Do arremate bilionário até o aguardado padrão internacional, muitos desafios estão na rota dos novos administradores do Aeroporto Internacional Tom Jobim, o Galeão. O consórcio formado por Odebrecht Transport e Changi, de Cingapura, vai enfrentar uma cultura de serviços precários, uma delicada relação com órgãos públicos, além de um risco socioambiental subdimensionado.
Na cabeceira da pista, cerca de 11 mil moradores de três favelas vivem no local onde o edital de concessão prevê a terceira pista do terminal. A obra também prevê o aterramento de uma área de 900 mil km² da Baía de Guanabara, prejudicando a vegetação de manguezal da região e a atividade pesqueira.

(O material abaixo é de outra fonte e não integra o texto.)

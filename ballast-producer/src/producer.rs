//! Timer-driven payload source.

use crate::config::ProducerConfig;
use ballast_core::{Error, Payload, Result, Router, MAX_PAYLOAD_SIZE};
use serde::{Deserialize, Serialize};
use std::sync::atomic::{AtomicU64, Ordering};
use std::sync::Arc;
use tokio::sync::watch;
use tokio::task::JoinHandle;
use tokio::time::{self, MissedTickBehavior};

/// Counters published by a running producer.
#[derive(Debug, Default)]
pub struct ProducerStats {
    /// Payloads handed to the router
    pub sent: AtomicU64,
    /// Payloads dropped because no route was available
    pub dropped: AtomicU64,
}

impl ProducerStats {
    /// Point-in-time copy of the counters.
    #[must_use]
    pub fn snapshot(&self) -> ProducerStatsSnapshot {
        ProducerStatsSnapshot {
            sent: self.sent.load(Ordering::Relaxed),
            dropped: self.dropped.load(Ordering::Relaxed),
        }
    }
}

/// Serializable snapshot of [`ProducerStats`].
#[derive(Debug, Clone, Serialize, Deserialize)]
pub struct ProducerStatsSnapshot {
    /// Payloads handed to the router
    pub sent: u64,
    /// Payloads dropped because no route was available
    pub dropped: u64,
}

/// Fixed-schedule payload source.
///
/// After a configured initial delay, emits one fixed-size payload per tick to
/// the router, fire-and-forget: a tick with no route drops the payload,
/// counts it, and waits for the next tick. There is no feedback channel from
/// the consumers and the producer never blocks on them.
#[derive(Debug)]
pub struct Producer {
    config: ProducerConfig,
    router: Arc<Router>,
    stats: Arc<ProducerStats>,
}

impl Producer {
    /// Create a new producer emitting into `router`.
    ///
    /// # Errors
    /// Returns a configuration error if the payload size exceeds
    /// [`MAX_PAYLOAD_SIZE`] or the send interval is zero.
    pub fn new(config: ProducerConfig, router: Arc<Router>) -> Result<Self> {
        if config.payload_size > MAX_PAYLOAD_SIZE {
            return Err(Error::configuration(format!(
                "payload size {} exceeds {MAX_PAYLOAD_SIZE} byte limit",
                config.payload_size
            )));
        }
        if config.send_interval.is_zero() {
            return Err(Error::configuration("send interval must be non-zero"));
        }

        Ok(Self { config, router, stats: Arc::new(ProducerStats::default()) })
    }

    /// The counters this producer updates.
    #[must_use]
    pub fn stats(&self) -> Arc<ProducerStats> {
        Arc::clone(&self.stats)
    }

    /// Spawn the send loop onto the runtime.
    #[must_use]
    pub fn spawn(self) -> ProducerHandle {
        let (stop_tx, stop_rx) = watch::channel(false);
        let stats = Arc::clone(&self.stats);
        let task = tokio::spawn(self.run(stop_rx));
        ProducerHandle { stop: stop_tx, task, stats }
    }

    async fn run(self, mut stop: watch::Receiver<bool>) {
        tracing::info!(
            interval_ms = self.config.send_interval.as_millis() as u64,
            payload_bytes = self.config.payload_size,
            "producer started",
        );

        tokio::select! {
            () = time::sleep(self.config.initial_delay) => {},
            _ = stop.changed() => return,
        }

        let mut ticker = time::interval(self.config.send_interval);
        ticker.set_missed_tick_behavior(MissedTickBehavior::Skip);
        let mut seq: u64 = 0;

        loop {
            tokio::select! {
                _ = ticker.tick() => {
                    self.tick(seq);
                    seq += 1;
                },
                _ = stop.changed() => break,
            }
        }

        tracing::info!(sent = self.stats.sent.load(Ordering::Relaxed), "producer stopped");
    }

    /// One send tick: build a payload and hand it to the router.
    fn tick(&self, seq: u64) {
        let payload = match Payload::synthetic(seq, self.config.payload_size) {
            Ok(payload) => payload,
            Err(error) => {
                // Size is validated at construction, so this cannot trigger
                // for a producer built through `new`.
                tracing::error!(%error, "failed to build payload");
                return;
            },
        };

        match self.router.dispatch(payload) {
            Ok(endpoint) => {
                self.stats.sent.fetch_add(1, Ordering::Relaxed);
                tracing::trace!(seq, endpoint = %endpoint, "payload sent");
            },
            Err(Error::NoRouteAvailable) => {
                self.stats.dropped.fetch_add(1, Ordering::Relaxed);
                tracing::warn!(seq, "no route available, payload dropped");
            },
            Err(error) => {
                self.stats.dropped.fetch_add(1, Ordering::Relaxed);
                tracing::warn!(seq, %error, "dispatch failed, payload dropped");
            },
        }
    }
}

/// Handle for stopping a running [`Producer`].
#[derive(Debug)]
pub struct ProducerHandle {
    stop: watch::Sender<bool>,
    task: JoinHandle<()>,
    stats: Arc<ProducerStats>,
}

impl ProducerHandle {
    /// The counters the running producer updates.
    #[must_use]
    pub fn stats(&self) -> Arc<ProducerStats> {
        Arc::clone(&self.stats)
    }

    /// Stop the send loop and wait for it to exit.
    ///
    /// # Errors
    /// Returns [`Error::Lifecycle`] if the producer task panicked.
    pub async fn stop(self) -> Result<()> {
        let _ = self.stop.send(true);
        self.task.await.map_err(|e| Error::lifecycle(e.to_string()))
    }
}

#[cfg(test)]
mod tests {
    use super::*;
    use ballast_core::{EndpointId, RoutingPolicy};
    use std::time::Duration;
    use tokio::sync::mpsc;

    fn test_config() -> ProducerConfig {
        ProducerConfig {
            send_interval: Duration::from_millis(100),
            initial_delay: Duration::from_millis(500),
            payload_size: 32,
        }
    }

    #[test]
    fn test_oversized_payload_config_rejected() {
        let router = Arc::new(Router::new(RoutingPolicy::RoundRobin));
        let config = ProducerConfig { payload_size: MAX_PAYLOAD_SIZE + 1, ..test_config() };
        assert!(matches!(
            Producer::new(config, router),
            Err(Error::Configuration { .. })
        ));
    }

    #[test]
    fn test_zero_interval_rejected() {
        let router = Arc::new(Router::new(RoutingPolicy::RoundRobin));
        let config = ProducerConfig { send_interval: Duration::ZERO, ..test_config() };
        assert!(matches!(
            Producer::new(config, router),
            Err(Error::Configuration { .. })
        ));
    }

    #[tokio::test(start_paused = true)]
    async fn test_producer_emits_on_schedule() {
        let router = Arc::new(Router::new(RoutingPolicy::RoundRobin));
        let (tx, mut rx) = mpsc::unbounded_channel();
        router.register(EndpointId::new(0), tx);

        let producer = Producer::new(test_config(), Arc::clone(&router)).unwrap();
        let handle = producer.spawn();

        // Initial delay 500ms, then one tick per 100ms: the first tick fires
        // at 500ms, so 2.05s in means 16 ticks.
        tokio::time::sleep(Duration::from_millis(2050)).await;
        handle.stop().await.unwrap();

        let mut seqs = Vec::new();
        while let Ok(payload) = rx.try_recv() {
            assert_eq!(payload.size(), 32);
            seqs.push(payload.seq);
        }
        assert_eq!(seqs, (0..16).collect::<Vec<u64>>());
    }

    #[tokio::test(start_paused = true)]
    async fn test_no_route_counts_drops() {
        let router = Arc::new(Router::new(RoutingPolicy::RoundRobin));
        let producer = Producer::new(test_config(), router).unwrap();
        let stats = producer.stats();
        let handle = producer.spawn();

        tokio::time::sleep(Duration::from_millis(1050)).await;
        handle.stop().await.unwrap();

        let snapshot = stats.snapshot();
        assert_eq!(snapshot.sent, 0);
        assert!(snapshot.dropped >= 5, "dropped {} payloads", snapshot.dropped);
    }
}
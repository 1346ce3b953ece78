//! Common types used throughout the ballast system.

use chrono::{DateTime, Utc};
use serde::{Deserialize, Serialize};
use std::fmt;

/// Timestamp type for payload creation and stats snapshots.
pub type Timestamp = DateTime<Utc>;

/// Identifier for one consumer endpoint within the fleet.
#[derive(Debug, Clone, Copy, PartialEq, Eq, Hash, Serialize, Deserialize, Default)]
pub struct EndpointId(pub u32);

impl EndpointId {
    /// Create a new endpoint ID.
    #[must_use]
    pub const fn new(id: u32) -> Self {
        Self(id)
    }

    /// Get the raw endpoint ID value.
    #[must_use]
    pub const fn value(self) -> u32 {
        self.0
    }
}

impl fmt::Display for EndpointId {
    fn fmt(&self, f: &mut fmt::Formatter<'_>) -> fmt::Result {
        write!(f, "{}", self.0)
    }
}

impl From<u32> for EndpointId {
    fn from(id: u32) -> Self {
        Self(id)
    }
}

"Ninguém é contra o progresso, mas a gente sofre e muito", resume o servidor estadual aposentado, César Melo, que mora em Tubiacanga há 50 anos. Como muitos ali, teme reviver as remoções para construção do Galeão, nos anos 1950, quando moradores do bairro Itacolomy foram expulsos com "truculência e violência", segundo ele.
Há duas semanas, a catadora Hilda Agostinho da Silva teve seu imóvel avaliado e seus documentos registrados por um profissional da prefeitura. Ela vive na favela Parque Royal há 14 anos. "Se for demolido, sou inquilina, não tenho direito algum. Vou começar tudo de novo aos 68, sem nem saber onde", lamenta.
A euforia dos resultados do leilão não chegou à comunidade, mas sacudiu o mercado na sexta-feira. O lance vencedor foi 30% maior que o do segundo colocado. Prevaleceu a força econômica do grupo Odebrecht, associado à operadora do melhor aeroporto do mundo, em Cingapura.
O apetite demonstra que as apostas de retorno são altas e movidas pela possibilidade de expansão do terminal. "O Galeão está num espaço extremamente privilegiado, tem condições enormes de crescer", disse o presidente da Odebrecht Transport, Paulo Cesena.
Ele projeta um fluxo de 20 milhões de passageiros a mais que o estimado pela Anac. "As questões socioambientais não são imediatas", disse Casena, garantindo "transparência" e "diálogo" com os moradores.
A avaliação de riscos "imensuráveis" levou um consórcio a desistir do leilão na segunda-feira. Pelas regras do contrato, os riscos para novas obras são da operadora. "Há risco de uma contestação, e é difícil imaginar quem vai querer assumir esse ônus", relata o consultor em infraestrutura e professor de Direito da FGV, Álvaro Jorge.
Em sua maioria, os moradores da região são pescadores. "A gente não despreza a força do capital, mas a empresa terá de justificar a necessidade da pista. Está previsto no contrato e, se ela não cumprir, vamos ao Judiciário", afirma José Cantizano, integrante da comissão que questiona o projeto.
Segundo a Anac, a nova pista é fundamental para atender o crescimento da demanda. As projeções indicam que o fluxo de voos saltará de 154 mil anuais para 262,9 mil a partir de 2021. A movimentação, motor da geração de receitas, é também o gatilho que determina quando a pista deve ser construída.
A ampliação é uma das obras obrigatórias previstas no edital. Também estão previstas intervenções nos terminais de passageiros, que há quatro anos passa por reformas realizadas pela Infraero. Quem circula pelo terminal 1, entretanto, tem a impressão de que as obras foram abandonadas, mesmo tendo consumido mais de R$ 440 milhões.
Segundo a Infraero, o prazo para conclusão é abril, para atender o público da Copa, que começa em junho. Até lá, Infraero e concessionária vão rediscutir os projetos em curso e inacabados e compartilhar a gestão. A transição será o primeiro teste da operadora na relação com um parceiro público. Além dela, o novo concessionário terá de lidar diariamente com Polícia Federal, Receita Federal e Anvisa.
Hoje, a percepção dos passageiros é de descaso. As escadas rolantes e elevadores estão parados há mais de um mês. Quando chove há infiltrações no saguão e quando faz calor os usuários se queixam do ar-condicionado. Limpeza de banheiros e falta de vagas no estacionamento também são questionados. As informações são do jornal O Estado de S.Paulo.